Task prompt
Looking at the entries below, state how many lines contain the word "MarkerKind". Give the number alone.

(Saved data entries)
+++
//! Chart projection: histogram bars and fitted normal curve on one axis.
//!
//! The normal density at each bucket midpoint is rescaled so that the curve's
//! peak matches the tallest bar, independent of the absolute density
//! magnitude. Reference markers (limits, nominal, mean) are snapped to the
//! bucket whose midpoint is nearest.

use serde::{Deserialize, Serialize};

use crate::capability::SpecificationLimits;
use crate::distribution::HistogramBucket;
use crate::measure::Measure;
use crate::normal::pdf;

/// One display point: a histogram bar with the fitted curve height.
#[derive(Debug, Clone, PartialEq, Serialize, Deserialize)]
pub struct ChartPoint {
    /// Bucket midpoint.
    pub x: f64,
    /// Bucket label, `"lo–hi"`.
    pub label: String,
    /// Bar height.
    pub count: usize,
    /// Normal curve height on the bar scale.
    pub curve_height: f64,
}

/// What a reference marker denotes.
#[derive(Debug, Clone, Copy, PartialEq, Eq, Serialize, Deserialize)]
#[serde(rename_all = "snake_case")]
pub enum MarkerKind {
    LowerLimit,
    UpperLimit,
    Nominal,
    Mean,
}

/// A vertical reference line placed on the nearest bucket.
#[derive(Debug, Clone, PartialEq, Serialize, Deserialize)]
pub struct ReferenceMarker {
    pub kind: MarkerKind,
    /// The exact value being marked.
    pub value: f64,
    /// Label of the bucket the marker is drawn on.
    pub bucket_label: String,
}

/// Scales the normal curve `N(mu, sigma²)` onto the histogram's count axis.
///
/// Returns an empty series when the histogram is empty, or when `mu`/`sigma`
/// are not computable or `sigma <= 0`.
///
/// # Examples
///
/// ```
/// use sigmax::chart::project_chart_series;
/// use sigmax::distribution::compute_histogram;
/// use sigmax::measure::Measure;
///
/// let data = [1.0, 2.0, 2.0, 3.0, 3.0, 3.0, 4.0, 4.0, 5.0];
/// let hist = compute_histogram(&data, Some(5));
/// let series = project_chart_series(&hist, Measure::Computed(3.0), Measure::Computed(1.2));
///
/// let tallest = series.iter().map(|p| p.count).max().unwrap() as f64;
/// let peak = series.iter().map(|p| p.curve_height).fold(0.0, f64::max);
/// assert!((peak - tallest).abs() < 1e-12);
///
/// assert!(project_chart_series(&hist, Measure::Computed(3.0), Measure::NotComputable).is_empty());
/// ```
pub fn project_chart_series(
    histogram: &[HistogramBucket],
    mu: Measure,
    sigma: Measure,
) -> Vec<ChartPoint> {
    let (Some(mu), Some(sigma)) = (mu.value(), sigma.value()) else {
        return Vec::new();
    };
    if histogram.is_empty() || sigma <= 0.0 {
        return Vec::new();
    }

    let densities: Vec<f64> = histogram.iter().map(|b| pdf(b.midpoint, mu, sigma)).collect();

    let peak_count = histogram.iter().map(|b| b.count).max().unwrap_or(0);
    let peak_count = if peak_count == 0 { 1.0 } else { peak_count as f64 };
    let peak_density = densities.iter().copied().fold(0.0, f64::max);
    // Underflow far from the mean leaves every density at zero.
    let peak_density = if peak_density > 0.0 { peak_density } else { 1.0 };

    histogram
        .iter()
        .zip(densities)
        .map(|(bucket, density)| ChartPoint {
            x: bucket.midpoint,
            label: bucket.label(),
            count: bucket.count,
            curve_height: density / peak_density * peak_count,
        })
        .collect()
}

/// The point whose `x` is closest to `value`; the first one on ties.
pub fn nearest_bucket(series: &[ChartPoint], value: f64) -> Option<&ChartPoint> {
    if !value.is_finite() {
        return None;
    }
    series.iter().reduce(|best, p| {
        if (p.x - value).abs() < (best.x - value).abs() {
            p
        } else {
            best
        }
    })
}

/// Places the LSL, USL, nominal and mean markers on `series`.
///
/// Markers whose value is absent or not computable are omitted, as are all
/// markers for an empty series. `nominal` is the user-supplied nominal, not
/// the midpoint fallback.
pub fn reference_markers(
    series: &[ChartPoint],
    limits: &SpecificationLimits,
    mean: Measure,
) -> Vec<ReferenceMarker> {
    [
        (MarkerKind::LowerLimit, limits.lower),
        (MarkerKind::UpperLimit, limits.upper),
        (MarkerKind::Nominal, limits.nominal),
        (MarkerKind::Mean, mean.value()),
    ]
    .into_iter()
    .filter_map(|(kind, value)| {
        let value = value?;
        nearest_bucket(series, value).map(|p| ReferenceMarker {
            kind,
            value,
            bucket_label: p.label.clone(),
        })
    })
    .collect()
}

#[cfg(test)]
mod tests {
    use super::*;
    use crate::distribution::compute_histogram;

    const SAMPLE: [f64; 10] = [48.0, 50.0, 51.0, 49.0, 52.0, 50.0, 53.0, 47.0, 50.0, 51.0];

    fn sample_series() -> Vec<ChartPoint> {
        let hist = compute_histogram(&SAMPLE, None);
        project_chart_series(&hist, Measure::Computed(50.1), Measure::Computed(1.791_957_34))
    }

    #[test]
    fn curve_peak_matches_tallest_bar() {
        let series = sample_series();
        assert_eq!(series.len(), 5);
        let counts: Vec<usize> = series.iter().map(|p| p.count).collect();
        assert_eq!(counts, vec![2, 1, 3, 2, 2]);
        let peak = series.iter().map(|p| p.curve_height).fold(0.0, f64::max);
        assert!((peak - 3.0).abs() < 1e-12);
        // Mean 50.1 is nearest to the middle bucket midpoint (50.0).
        assert!((series[2].curve_height - 3.0).abs() < 1e-12);
        assert!(series.iter().all(|p| p.curve_height > 0.0 && p.curve_height <= 3.0 + 1e-12));
    }

    #[test]
    fn degenerate_inputs_give_empty_series() {
        let hist = compute_histogram(&SAMPLE, None);
        assert!(project_chart_series(&[], Measure::Computed(0.0), Measure::Computed(1.0)).is_empty());
        assert!(project_chart_series(&hist, Measure::NotComputable, Measure::Computed(1.0)).is_empty());
        assert!(project_chart_series(&hist, Measure::Computed(50.0), Measure::Computed(0.0)).is_empty());
        assert!(project_chart_series(&hist, Measure::Computed(50.0), Measure::Computed(-1.0)).is_empty());
    }

    #[test]
    fn density_underflow_does_not_divide_by_zero() {
        let hist = compute_histogram(&[0.0, 1.0, 2.0, 3.0], None);
        let series = project_chart_series(&hist, Measure::Computed(1e6), Measure::Computed(1e-3));
        assert_eq!(series.len(), 4);
        assert!(series.iter().all(|p| p.curve_height == 0.0));
    }

    #[test]
    fn nearest_bucket_prefers_first_on_tie() {
        let series = sample_series();
        let first = nearest_bucket(&series, 0.0).expect("non-empty");
        assert_eq!(first.label, series[0].label);
        let last = nearest_bucket(&series, 1e9).expect("non-empty");
        assert_eq!(last.label, series[4].label);
        assert!(nearest_bucket(&series, f64::NAN).is_none());
        assert!(nearest_bucket(&[], 1.0).is_none());
    }

    #[test]
    fn markers_snap_to_nearest_bucket() {
        let series = sample_series();
        let limits = SpecificationLimits::from_tolerance(50.0, 10.0);
        let markers = reference_markers(&series, &limits, Measure::Computed(50.1));
        let kinds: Vec<MarkerKind> = markers.iter().map(|m| m.kind).collect();
        assert_eq!(
            kinds,
            vec![
                MarkerKind::LowerLimit,
                MarkerKind::UpperLimit,
                MarkerKind::Nominal,
                MarkerKind::Mean
            ]
        );
        assert_eq!(markers[0].bucket_label, series[0].label);
        assert_eq!(markers[1].bucket_label, series[4].label);
        assert_eq!(markers[2].bucket_label, series[2].label);
        assert_eq!(markers[3].value, 50.1);
    }

    #[test]
    fn missing_values_have_no_marker() {
        let series = sample_series();
        let limits = SpecificationLimits::new(None, Some(55.0));
        let markers = reference_markers(&series, &limits, Measure::NotComputable);
        assert_eq!(markers.len(), 1);
        assert_eq!(markers[0].kind, MarkerKind::UpperLimit);
        assert!(reference_markers(&[], &limits, Measure::Computed(1.0)).is_empty());
    }
}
+++
Solution below
12